“Birçok şirket, müşterilerine piyasaya çıkaracakları yeni ürünlerde ve sundukları hizmetlerde neler görmek istediklerini sorar. Ancak burada geleneksel yöntemlerin kullanılması hatalı sonuçların ortaya çıkmasına neden olabilir. Yeni bir yöntemle müşterilerden elde edilen veriler, ürünlerinize yenilik getirme sürecini canlandırarak şirketinizin büyük kazançlar elde etmesini sağlayabilir.”
Birçok şirket, müşterilerine piyasaya çıkaracakları yeni ürünlerde ve sundukları hizmetlerde neler görmek istediklerini sorar. Ancak burada geleneksel yöntemlerin kullanılması hatalı sonuçların ortaya çıkmasına neden olabilir. Yeni bir yöntemle müşterilerden elde edilen veriler, ürünlerinize yenilik getirme sürecini canlandırarak şirketinizin büyük kazançlar elde etmesini sağlayabilir.

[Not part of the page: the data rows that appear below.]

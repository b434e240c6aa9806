/*
 * error.rs
 * Copyright (C) 2026 Chris Burdess
 *
 * This file is part of Corriere, a generic typed JSON-over-HTTP client.
 *
 * Corriere is free software: you can redistribute it and/or modify
 * it under the terms of the GNU General Public License as published by
 * the Free Software Foundation, either version 3 of the License, or
 * (at your option) any later version.
 *
 * Corriere is distributed in the hope that it will be useful,
 * but WITHOUT ANY WARRANTY; without even the implied warranty of
 * MERCHANTABILITY or FITNESS FOR A PARTICULAR PURPOSE.  See the
 * GNU General Public License for more details.
 *
 * You should have received a copy of the GNU General Public License
 * along with Corriere.  If not, see <http://www.gnu.org/licenses/>.
 */

//! Client errors, typed by the pipeline stage that failed.

use std::fmt;

use crate::codec::{DecodeError, EncodeError};
use crate::transport::TransportError;

/// Error from one request. Every failure surfaces through the returned
/// future (never a synchronous panic, never a silent default value), and the
/// variant identifies the stage that failed.
#[derive(Debug)]
pub enum ClientError {
    /// Request construction failed (body encoding). The transport was never
    /// invoked.
    Build(EncodeError),
    /// The transport failed; surfaced verbatim. The decoder was never invoked.
    Transport(TransportError),
    /// The response became unusable before decoding produced a verdict.
    InvalidResponse(String),
    /// The decoder rejected the response body.
    Decode(DecodeError),
}

impl fmt::Display for ClientError {
    fn fmt(&self, f: &mut fmt::Formatter<'_>) -> fmt::Result {
        match self {
            ClientError::Build(e) => write!(f, "request build failed: {}", e),
            ClientError::Transport(e) => write!(f, "transport failed: {}", e),
            ClientError::InvalidResponse(m) => write!(f, "invalid response: {}", m),
            ClientError::Decode(e) => write!(f, "response decode failed: {}", e),
        }
    }
}

impl std::error::Error for ClientError {
    fn source(&self) -> Option<&(dyn std::error::Error + 'static)> {
        match self {
            ClientError::Build(e) => Some(e),
            ClientError::Transport(e) => Some(e),
            ClientError::InvalidResponse(_) => None,
            ClientError::Decode(e) => Some(e),
        }
    }
}

impl From<EncodeError> for ClientError {
    fn from(e: EncodeError) -> Self {
        ClientError::Build(e)
    }
}

impl From<TransportError> for ClientError {
    fn from(e: TransportError) -> Self {
        ClientError::Transport(e)
    }
}

impl From<DecodeError> for ClientError {
    fn from(e: DecodeError) -> Self {
        ClientError::Decode(e)
    }
}
use anyhow::Result;
use k256::ecdsa::SigningKey;

/// Header offset for recoverable signed-message signatures: 27 for the
/// recovery-id origin plus 4 to flag a compressed public key.
const HEADER_BASE: u8 = 31;

/// Signs a digest with ECDSA over secp256k1.
///
/// Returns 65 bytes: `header ++ r ++ s`, where the header byte carries the
/// recovery id so coin verifiers can recover the signer's key.
pub fn sign(secret_key: &[u8], digest: &[u8]) -> Result<Vec<u8>> {
    let signing_key = SigningKey::from_slice(secret_key)
        .map_err(|e| anyhow::anyhow!("invalid secp256k1 secret key: {e}"))?;
    let (signature, recovery_id) = signing_key
        .sign_prehash_recoverable(digest)
        .map_err(|e| anyhow::anyhow!("secp256k1 sign failed: {e}"))?;

    let mut out = Vec::with_capacity(65);
    out.push(HEADER_BASE + recovery_id.to_byte());
    out.extend_from_slice(&signature.to_bytes());
    Ok(out)
}

/// Compressed SEC1 public key (33 bytes) for a secret key.
pub fn public_key(secret_key: &[u8]) -> Result<Vec<u8>> {
    let signing_key = SigningKey::from_slice(secret_key)
        .map_err(|e| anyhow::anyhow!("invalid secp256k1 secret key: {e}"))?;
    Ok(signing_key
        .verifying_key()
        .to_encoded_point(true)
        .as_bytes()
        .to_vec())
}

Her şirket müşterilerinin isteklerini yerine getirdiği zaman kendisiyle gurur duyar. Örneğin, daha sağlıklı fast food ürünleri. Nikotinsiz sigara. Daha güçlü motorlu arabalar… Her şeyden önce, insanlara istediklerini vermek başarıyı garantiler veya böyle olduğu sanılır. Müşteriler tarafından önerilen çözümler, küçük gruplara odaklanarak yapılan anketler sonucunda ortaya çıkar. Şirketlerin ArGe birimleri kolları sıvayıp onların isteklerini gerçekleştirmek üzere çalışırken, müşteriler arkalarına yaslanıp öngörülerinin gerçekleştirilmesini beklerler. Beklenen ürün veya hizmet piyasaya çıktığında, tüm yapılanlara rağmen, işin başarısız olması üzücüdür.
Başarısız Yenilikçilik
Peki neden başarısız olunur? Çünkü ender sayılmayacak sıklıkta şirketler müşterilerini yanlış dinler. Gerçek şu ki, sonunda elde edilen veriler, onların yaratıcılık konusunda cesaretlerini kırar ve başarısızlık kaçınılmaz olur.

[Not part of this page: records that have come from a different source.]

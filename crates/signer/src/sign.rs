use serde::{Deserialize, Serialize};
use tracing::debug;

use crate::display::ConfirmationDisplay;
use crate::error::SignIdentityError;
use crate::identity::{DerivationPath, Identity};
use crate::resolver::KeyResolver;
use crate::signing::{
    CoinMessageDigester, CurveKind, ProtocolClass, build_digest, normalize_public_key,
    normalize_signature,
};

/// One challenge-signing request.
#[derive(Debug, Clone, Serialize, Deserialize)]
pub struct SignIdentityRequest {
    pub identity: Identity,
    #[serde(with = "hex::serde")]
    pub challenge_hidden: Vec<u8>,
    pub challenge_visual: String,
    /// Absent means secp256k1.
    #[serde(default)]
    pub curve: CurveKind,
}

/// The signed artifact returned to the caller.
#[derive(Debug, Clone, Serialize, Deserialize)]
pub struct SignedIdentity {
    pub address: Option<String>,
    #[serde(with = "hex::serde")]
    pub public_key: Vec<u8>,
    #[serde(with = "hex::serde")]
    pub signature: Vec<u8>,
}

/// Runs the full signing pipeline for one request.
///
/// 1. Canonicalizes the identity and shows it for confirmation.
/// 2. Derives the hardened path and resolves it to a key pair.
/// 3. Builds the protocol digest, signs, and normalizes the output.
///
/// The resolver call is the only suspension point. Everything after it is
/// pure computation, so a failure is deterministic for the inputs and is
/// surfaced immediately rather than retried.
pub async fn sign_identity(
    request: &SignIdentityRequest,
    resolver: &dyn KeyResolver,
    digester: &dyn CoinMessageDigester,
    display: &dyn ConfirmationDisplay,
) -> Result<SignedIdentity, SignIdentityError> {
    let canonical = request.identity.canonical_string();
    display.show(&canonical, &request.challenge_visual);

    let path = DerivationPath::for_identity(&canonical, request.identity.index);
    debug!(identity = %canonical, curve = request.curve.tag(), "signing identity challenge");

    let resolved = resolver
        .resolve(&path, request.curve)
        .await
        .map_err(SignIdentityError::Resolver)?;

    let protocol = ProtocolClass::from_proto(request.identity.proto.as_deref());
    let digest = build_digest(
        &protocol,
        request.curve,
        &request.challenge_hidden,
        &request.challenge_visual,
        digester,
    )
    .map_err(SignIdentityError::Digest)?;

    let raw = request
        .curve
        .sign(&resolved.secret_key, &digest)
        .map_err(SignIdentityError::Signing)?;

    let signature = normalize_signature(raw, request.curve, &protocol);
    let public_key = normalize_public_key(resolved.public_key, &protocol);

    // Only secp256k1 has an address convention.
    let address = match request.curve {
        CurveKind::Secp256k1 => resolved.address,
        CurveKind::Nist256p1 | CurveKind::Ed25519 => None,
    };

    Ok(SignedIdentity {
        address,
        public_key,
        signature,
    })
}
use anyhow::Result;
use serde::{Deserialize, Serialize};

use crate::error::SignIdentityError;

use super::{ed25519, nist256p1, secp256k1};

/// The closed set of signature curves the signer understands.
///
/// Adding a curve means adding a variant and a primitive module; every
/// dispatch site is an exhaustive match, so the compiler finds them all.
#[derive(Debug, Clone, Copy, Default, PartialEq, Eq, Serialize, Deserialize)]
#[serde(rename_all = "lowercase")]
pub enum CurveKind {
    #[default]
    Secp256k1,
    Nist256p1,
    Ed25519,
}

impl CurveKind {
    /// Parses a curve tag. Anything outside the three recognized tags is a
    /// configuration error.
    pub fn from_tag(tag: &str) -> Result<Self, SignIdentityError> {
        match tag {
            "secp256k1" => Ok(Self::Secp256k1),
            "nist256p1" => Ok(Self::Nist256p1),
            "ed25519" => Ok(Self::Ed25519),
            other => Err(SignIdentityError::UnsupportedCurve(other.to_string())),
        }
    }

    pub fn tag(&self) -> &'static str {
        match self {
            Self::Secp256k1 => "secp256k1",
            Self::Nist256p1 => "nist256p1",
            Self::Ed25519 => "ed25519",
        }
    }

    /// Signs a prepared digest with the curve primitive.
    ///
    /// ECDSA curves return 65 bytes (`header ++ r ++ s`); ed25519 returns
    /// the bare 64-byte signature.
    pub fn sign(&self, secret_key: &[u8], digest: &[u8]) -> Result<Vec<u8>> {
        match self {
            Self::Secp256k1 => secp256k1::sign(secret_key, digest),
            Self::Nist256p1 => nist256p1::sign(secret_key, digest),
            Self::Ed25519 => ed25519::sign(secret_key, digest),
        }
    }

    /// Public key for a secret key, in the curve's natural encoding:
    /// SEC1 compressed (33 bytes) for the ECDSA curves, 32 bytes for
    /// ed25519.
    pub fn public_key(&self, secret_key: &[u8]) -> Result<Vec<u8>> {
        match self {
            Self::Secp256k1 => secp256k1::public_key(secret_key),
            Self::Nist256p1 => nist256p1::public_key(secret_key),
            Self::Ed25519 => ed25519::public_key(secret_key),
        }
    }
}

#[cfg(test)]
mod tests {
    use super::*;

    #[test]
    fn recognized_tags_parse() {
        assert_eq!(CurveKind::from_tag("secp256k1").unwrap(), CurveKind::Secp256k1);
        assert_eq!(CurveKind::from_tag("nist256p1").unwrap(), CurveKind::Nist256p1);
        assert_eq!(CurveKind::from_tag("ed25519").unwrap(), CurveKind::Ed25519);
    }

    #[test]
    fn unknown_tag_is_unsupported_curve() {
        let err = CurveKind::from_tag("curve25519").unwrap_err();
        assert!(matches!(err, SignIdentityError::UnsupportedCurve(tag) if tag == "curve25519"));
    }

    #[test]
    fn tag_roundtrips() {
        for curve in [CurveKind::Secp256k1, CurveKind::Nist256p1, CurveKind::Ed25519] {
            assert_eq!(CurveKind::from_tag(curve.tag()).unwrap(), curve);
        }
    }

    #[test]
    fn default_curve_is_secp256k1() {
        assert_eq!(CurveKind::default(), CurveKind::Secp256k1);
    }

    #[test]
    fn serde_tags_match_wire_names() {
        let curve: CurveKind = serde_json::from_str(r#""nist256p1""#).unwrap();
        assert_eq!(curve, CurveKind::Nist256p1);
        assert_eq!(serde_json::to_string(&CurveKind::Ed25519).unwrap(), r#""ed25519""#);
    }
}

Pahallı odak grup çalışmalarıyla şirketler, müşterilerine ne istediklerini sorar. Müşteriler istedikleri ürün veya hizmeti belirtirler. Örneğin, “ görüntülü telefon istiyorum”, ve şirket müşteriye görüntülü telefon sistemini getirir. Fakat bu müşterinin asıl ihtiyacını karşılamaz ve satın almaz. Bu da şirketleri zor duruma sokar. Yaşanan bu durumu açıklamak çok basittir. Uzman olmayan müşterilere bırakılan çözüm önerileri, müşterileri sonuca ulaştırmadığı gibi farklı sorunlarda yaratabilir. Örneğin, iletişimde yakınlık kurmaya çalışan müşteri, bu isteğini“görüntülü telefon istiyorum” diyerek çözümlemeye çalışırken asıl ihtiyacı olan yüzyüze ilişki gereksinimi görememektedir. Bu da şirketin, yaratıcılıktan uzak tamamen müşteri isteğini yerine getirme mantığıyla yaptığı bu çalışmayı başarısız kılmaktadır. Önemli olan şirketin, müşterilere “hangi sonuçlara ulaşmak istediğini” sorup, bu konuda yaratıcı çözümler getirmesidir. Çözümlerin nasıl bir şekil alacağı tamamen ve sadece size bağlıdır.
Sonuç veren yenilikçilik
Anthony W. Ulwick’in “çözümlere” değil, “sonuçlara” odaklanan müşteri verilerini elde etmek için geliştirdiği yöntemle müşterinin bir ürünü veya hizmeti kullanırken neyi başarmak istediğini açıklığa kavuşturan veriler bir araya getirilir. Ulwick’e göre, şirketler, aşağıdaki adımları kullanarak bu yöntemi hayata geçirebilir.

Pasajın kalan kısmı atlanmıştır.